// src/graph/mod.rs
//! The ingredient pairing graph: co-occurrence structure and queries.

pub mod builder;
pub mod normalize;

use std::collections::{HashMap, HashSet};

/// Undirected weighted graph over ingredient names.
///
/// Adjacency is stored symmetrically: an edge (a, b) appears under both
/// endpoints with the same weight. At most one edge exists per unordered
/// pair, and self-loops are never created. Weights start as raw
/// co-occurrence counts and become (0, 1]-ish scores after normalization.
#[derive(Debug, Clone, Default)]
pub struct PairingGraph {
    adjacency: HashMap<String, HashMap<String, f64>>,
}

impl PairingGraph {
    #[must_use]
    pub fn new() -> Self {
        Self {
            adjacency: HashMap::new(),
        }
    }

    /// Inserts a node with no edges. No-op if the node already exists.
    pub fn add_node(&mut self, name: &str) {
        self.adjacency.entry(name.to_string()).or_default();
    }

    /// Adds `delta` to the weight of edge (a, b), creating the edge and
    /// its endpoints if absent. Self-pairs are ignored.
    pub fn accumulate_edge(&mut self, a: &str, b: &str, delta: f64) {
        if a == b {
            return;
        }
        *self
            .adjacency
            .entry(a.to_string())
            .or_default()
            .entry(b.to_string())
            .or_insert(0.0) += delta;
        *self
            .adjacency
            .entry(b.to_string())
            .or_default()
            .entry(a.to_string())
            .or_insert(0.0) += delta;
    }

    /// Sets the weight of edge (a, b), creating it if absent. Self-pairs
    /// are ignored.
    pub fn set_edge(&mut self, a: &str, b: &str, weight: f64) {
        if a == b {
            return;
        }
        self.adjacency
            .entry(a.to_string())
            .or_default()
            .insert(b.to_string(), weight);
        self.adjacency
            .entry(b.to_string())
            .or_default()
            .insert(a.to_string(), weight);
    }

    #[must_use]
    pub fn contains(&self, name: &str) -> bool {
        self.adjacency.contains_key(name)
    }

    #[must_use]
    pub fn edge_weight(&self, a: &str, b: &str) -> Option<f64> {
        self.adjacency.get(a).and_then(|nbrs| nbrs.get(b)).copied()
    }

    /// Neighbors of a node with their edge weights. Empty for unknown nodes.
    pub fn neighbors<'a>(&'a self, name: &str) -> impl Iterator<Item = (&'a str, f64)> + 'a {
        self.adjacency
            .get(name)
            .into_iter()
            .flat_map(|nbrs| nbrs.iter().map(|(n, &w)| (n.as_str(), w)))
    }

    pub fn nodes(&self) -> impl Iterator<Item = &str> + '_ {
        self.adjacency.keys().map(String::as_str)
    }

    #[must_use]
    pub fn node_count(&self) -> usize {
        self.adjacency.len()
    }

    #[must_use]
    pub fn edge_count(&self) -> usize {
        self.adjacency.values().map(HashMap::len).sum::<usize>() / 2
    }

    /// Number of edges incident to a node. Zero for unknown nodes.
    #[must_use]
    pub fn degree(&self, name: &str) -> usize {
        self.adjacency.get(name).map_or(0, HashMap::len)
    }

    /// Sum of the weights of all edges incident to a node.
    #[must_use]
    pub fn incident_weight(&self, name: &str) -> f64 {
        self.adjacency
            .get(name)
            .map_or(0.0, |nbrs| nbrs.values().sum())
    }

    /// Every edge exactly once, as (a, b, weight) with a < b.
    pub fn edges(&self) -> impl Iterator<Item = (&str, &str, f64)> + '_ {
        self.adjacency.iter().flat_map(|(a, nbrs)| {
            let a = a.as_str();
            nbrs.iter()
                .filter(move |(b, _)| a < b.as_str())
                .map(move |(b, &w)| (a, b.as_str(), w))
        })
    }

    /// Node-induced subgraph: the given nodes plus only the edges whose
    /// endpoints both belong to the set. Unknown names are skipped.
    #[must_use]
    pub fn subgraph(&self, keep: &[String]) -> Self {
        let wanted: HashSet<&str> = keep.iter().map(String::as_str).collect();
        let mut out = Self::new();
        for &node in &wanted {
            if self.contains(node) {
                out.add_node(node);
            }
        }
        for (a, b, w) in self.edges() {
            if wanted.contains(a) && wanted.contains(b) {
                out.set_edge(a, b, w);
            }
        }
        out
    }
}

◆ ◆ ◆ ◆ ◆

Filter the entries above and return only the lines holding "both".

/// Adjacency is stored symmetrically: an edge (a, b) appears under both
    /// endpoints both belong to the set. Unknown names are skipped.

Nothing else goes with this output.